The trains' wide, reclining seats can be reserved, airline-style,
in various combinations of two and four, often with a large
fold-out table available for papers, a computer, or, preferably, a
pique-nique. There is generally a well-provisioned snack bar
on the TGV, and you can also buy sandwiches, a croissant, or pastry
at most of the train stations. A little pre-planning at an open
market on your way to the station, however, can produce a more
varied lunch. It is a small, noteworthy secret that if you are
leaving from CDG, there is a compact food market right beneath the
corridor leading to the adjoining TGV station. Take the escalator
down, and you can stock up on pâté, ham and sausage, cheese, wine,
baguettes and other delicacies, and even pique-nique paper
goods and corkscrews, all of which will allow you to plunge into
France feast-first, so to speak.
Most TGV cars are "cell-ibate"; you have to abstain from your
portable phone. Even the phone-addicted French seem to respect this
code of silence. Some trains are double-decker, called "duplex."

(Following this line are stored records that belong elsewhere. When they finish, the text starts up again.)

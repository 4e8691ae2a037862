mod cli;
mod jq;

use std::process::ExitCode;

use tracing_subscriber::EnvFilter;

fn main() -> ExitCode {
    let command_line_interface = cli::CommandLineInterface::load();

    // -v flags win over RUST_LOG
    let filter = match command_line_interface.verbose {
        0 => EnvFilter::try_from_default_env().unwrap_or_else(|_| EnvFilter::new("warn")),
        1 => EnvFilter::new("info"),
        2 => EnvFilter::new("debug"),
        _ => EnvFilter::new("trace"),
    };
    tracing_subscriber::fmt()
        .with_env_filter(filter)
        .with_target(false)
        .with_writer(std::io::stderr)
        .init();

    match command_line_interface.run() {
        Ok(code) => code,
        Err(error) => {
            tracing::error!("{error:#}");
            ExitCode::from(2)
        }
    }
}
//! Text embedding backends.
//!
//! Clustering only needs `embed(texts) -> vectors`; which model produces
//! them is a deployment choice. HTTP backends speak the OpenAI-compatible
//! `/embeddings` API or Ollama's `/api/embed`; the hashing backend runs
//! offline with no model at all.

use crate::clustering::text::is_stopword;
use crate::config::{EmbeddingConfig, EmbeddingProvider};
use crate::error::{Error, Result};
use crate::format::log_preview;
use serde::{Deserialize, Serialize};
use sha2::{Digest, Sha256};
use std::time::Duration;

/// Batch text embedding.
pub trait Embedder: Send + Sync {
    /// One vector per input text, in order, all of the same dimension.
    fn embed(&self, texts: &[&str]) -> Result<Vec<Vec<f32>>>;

    /// Short identifier for logs
    fn name(&self) -> &str;
}

/// Create the embedder selected by `config`.
pub fn create_embedder(config: &EmbeddingConfig) -> Result<Box<dyn Embedder>> {
    match config.provider {
        EmbeddingProvider::Hashing => Ok(Box::new(HashingEmbedder::new(config.dimension)?)),
        EmbeddingProvider::OpenAI | EmbeddingProvider::Ollama => {
            Ok(Box::new(HttpEmbedder::new(config)?))
        }
    }
}

// ============================================
// HTTP
// ============================================

pub struct HttpEmbedder {
    provider: EmbeddingProvider,
    endpoint: String,
    model: String,
    api_key: Option<String>,
    runtime: tokio::runtime::Runtime,
    http: reqwest::Client,
}

#[derive(Serialize)]
struct EmbedRequest<'a> {
    model: &'a str,
    input: &'a [&'a str],
}

#[derive(Deserialize)]
struct OpenAiResponse {
    data: Vec<OpenAiEmbedding>,
}

#[derive(Deserialize)]
struct OpenAiEmbedding {
    #[serde(default)]
    index: usize,
    embedding: Vec<f32>,
}

#[derive(Deserialize)]
struct OllamaResponse {
    embeddings: Vec<Vec<f32>>,
}

impl HttpEmbedder {
    pub fn new(config: &EmbeddingConfig) -> Result<Self> {
        let runtime = tokio::runtime::Builder::new_current_thread()
            .enable_all()
            .build()
            .map_err(|e| Error::Embedding(format!("failed to build tokio runtime: {e}")))?;
        let http = reqwest::Client::builder()
            .timeout(Duration::from_secs(config.timeout_secs.max(1)))
            .build()
            .map_err(|e| Error::Embedding(format!("failed to build HTTP client: {e}")))?;

        Ok(Self {
            provider: config.provider,
            endpoint: config.resolved_endpoint().trim_end_matches('/').to_string(),
            model: config.model.clone(),
            api_key: config.resolved_api_key(),
            runtime,
            http,
        })
    }

    fn url(&self) -> String {
        match self.provider {
            EmbeddingProvider::Ollama => format!("{}/api/embed", self.endpoint),
            _ => format!("{}/embeddings", self.endpoint),
        }
    }

    async fn post(&self, texts: &[&str]) -> Result<String> {
        let mut req = self.http.post(self.url()).json(&EmbedRequest {
            model: &self.model,
            input: texts,
        });
        if let Some(key) = self.api_key.as_deref() {
            req = req.bearer_auth(key);
        }

        let resp = req
            .send()
            .await
            .map_err(|e| Error::Embedding(format!("{} request failed: {e}", self.name())))?;
        let status = resp.status();
        let body = resp
            .text()
            .await
            .map_err(|e| Error::Embedding(format!("{} read body failed: {e}", self.name())))?;
        if !status.is_success() {
            return Err(Error::Embedding(format!(
                "{} returned {}: {}",
                self.name(),
                status.as_u16(),
                log_preview(&body, 300)
            )));
        }
        Ok(body)
    }
}

impl Embedder for HttpEmbedder {
    fn embed(&self, texts: &[&str]) -> Result<Vec<Vec<f32>>> {
        if texts.is_empty() {
            return Ok(Vec::new());
        }

        let body = self.runtime.block_on(self.post(texts))?;
        let vectors = match self.provider {
            EmbeddingProvider::Ollama => serde_json::from_str::<OllamaResponse>(&body)?.embeddings,
            _ => {
                let mut data = serde_json::from_str::<OpenAiResponse>(&body)?.data;
                data.sort_by_key(|d| d.index);
                data.into_iter().map(|d| d.embedding).collect()
            }
        };

        if vectors.len() != texts.len() {
            return Err(Error::Embedding(format!(
                "{} returned {} vectors for {} texts",
                self.name(),
                vectors.len(),
                texts.len()
            )));
        }
        tracing::debug!(
            embedder = self.name(),
            count = vectors.len(),
            dimension = vectors.first().map(Vec::len).unwrap_or(0),
            "Embedded texts"
        );
        Ok(vectors)
    }

    fn name(&self) -> &str {
        match self.provider {
            EmbeddingProvider::Ollama => "ollama",
            _ => "openai",
        }
    }
}

// ============================================
// Hashing
// ============================================

/// Offline embedder using signed feature hashing over content words.
///
/// Purely lexical: texts sharing vocabulary land close together. Vectors
/// are L2-normalized; a text with no content words maps to the zero vector.
pub struct HashingEmbedder {
    dimension: usize,
}

impl HashingEmbedder {
    pub fn new(dimension: usize) -> Result<Self> {
        if dimension == 0 {
            return Err(Error::Config("embedding dimension must be positive".to_string()));
        }
        Ok(Self { dimension })
    }

    fn embed_one(&self, text: &str) -> Vec<f32> {
        let mut vector = vec![0.0f32; self.dimension];
        let lowered = text.to_lowercase();
        let tokens = lowered
            .split(|c: char| !c.is_alphanumeric())
            .filter(|t| t.len() > 1 && !is_stopword(t));

        for token in tokens {
            let digest = Sha256::digest(token.as_bytes());
            let mut bucket = [0u8; 8];
            bucket.copy_from_slice(&digest[..8]);
            let index = (u64::from_le_bytes(bucket) % self.dimension as u64) as usize;
            let sign = if digest[8] & 1 == 0 { 1.0 } else { -1.0 };
            vector[index] += sign;
        }

        let norm = vector.iter().map(|v| v * v).sum::<f32>().sqrt();
        if norm > 0.0 {
            for v in &mut vector {
                *v /= norm;
            }
        }
        vector
    }
}

impl Embedder for HashingEmbedder {
    fn embed(&self, texts: &[&str]) -> Result<Vec<Vec<f32>>> {
        Ok(texts.iter().map(|t| self.embed_one(t)).collect())
    }

    fn name(&self) -> &str {
        "hashing"
    }
}

#[cfg(test)]
mod tests {
    use super::*;

    fn cosine(a: &[f32], b: &[f32]) -> f32 {
        a.iter().zip(b).map(|(x, y)| x * y).sum()
    }

    #[test]
    fn hashing_is_deterministic_and_normalized() {
        let embedder = HashingEmbedder::new(64).unwrap();
        let first = embedder.embed(&["Morning run by the river"]).unwrap();
        let second = embedder.embed(&["Morning run by the river"]).unwrap();
        assert_eq!(first, second);
        assert_eq!(first[0].len(), 64);
        assert!((cosine(&first[0], &first[0]) - 1.0).abs() < 1e-5);
    }

    #[test]
    fn shared_vocabulary_is_closer() {
        let embedder = HashingEmbedder::new(256).unwrap();
        let v = embedder
            .embed(&[
                "work deadline project meeting",
                "project meeting at work ran late",
                "beach sunset swimming holiday",
            ])
            .unwrap();
        assert!(cosine(&v[0], &v[1]) > cosine(&v[0], &v[2]));
    }

    #[test]
    fn stopword_only_text_is_zero() {
        let embedder = HashingEmbedder::new(16).unwrap();
        let v = embedder.embed(&["the and of"]).unwrap();
        assert!(v[0].iter().all(|x| *x == 0.0));
    }

    #[test]
    fn zero_dimension_is_rejected() {
        assert!(HashingEmbedder::new(0).is_err());
    }

    #[test]
    fn factory_selects_provider() {
        let config = EmbeddingConfig {
            provider: EmbeddingProvider::Hashing,
            dimension: 32,
            ..Default::default()
        };
        assert_eq!(create_embedder(&config).unwrap().name(), "hashing");

        let config = EmbeddingConfig::default();
        assert_eq!(create_embedder(&config).unwrap().name(), "ollama");
    }
}
//! Generative service client: rate gate, transport, retry and reply parsing.

pub mod invoker;
pub mod parse;
pub mod rate_limit;
pub mod retry;
pub mod transport;

pub use invoker::ResilientApiInvoker;
pub use parse::{LlmReply, ResponseFormat};
pub use rate_limit::{GateSnapshot, RateLimitedGate, RateLimits};
pub use retry::{AttemptError, RetryDecision, RetryPolicy};
pub use transport::{
    GeminiTransport, GenerateRequest, LlmTransport, TransportError, TransportResponse,
};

Breezing along at nearly 190 miles an hour, they are said to be the
fastest two-level trains in the world.
The 150-mile trip to Tours, even including a five-minute shuttle
train into the main station, takes less than two hours; enough time
for a leisurely pique-nique lunch.
Tours sits astride two gentle rivers, the fabled Loire and a
tributary, the Cher. The riverscape of the Loire Valley is so
appealing that one French king after another, their wealthy
friends, and acquisitive hangers-on built more than 300 spectacular
châteaux in the area. It is undoubtedly the greatest high-priced
housing development of all time. No two châteaux are the same, but
each has shared in the intrigues, greed, lust, treachery, and
similar recreations of French royalty. It's an easy drive of no
more than an hour or two from Tours to the great palaces of
Chambord and Blois, or to Chenonceaux, with its arched bridge
stepping elegantly across the Cher. Amboise, where Leonardo da
Vinci worked and died and is said to be buried, is in the
neighborhood. A fine museum at his home, Clos-Lucé, displays
detailed models of his many inventions.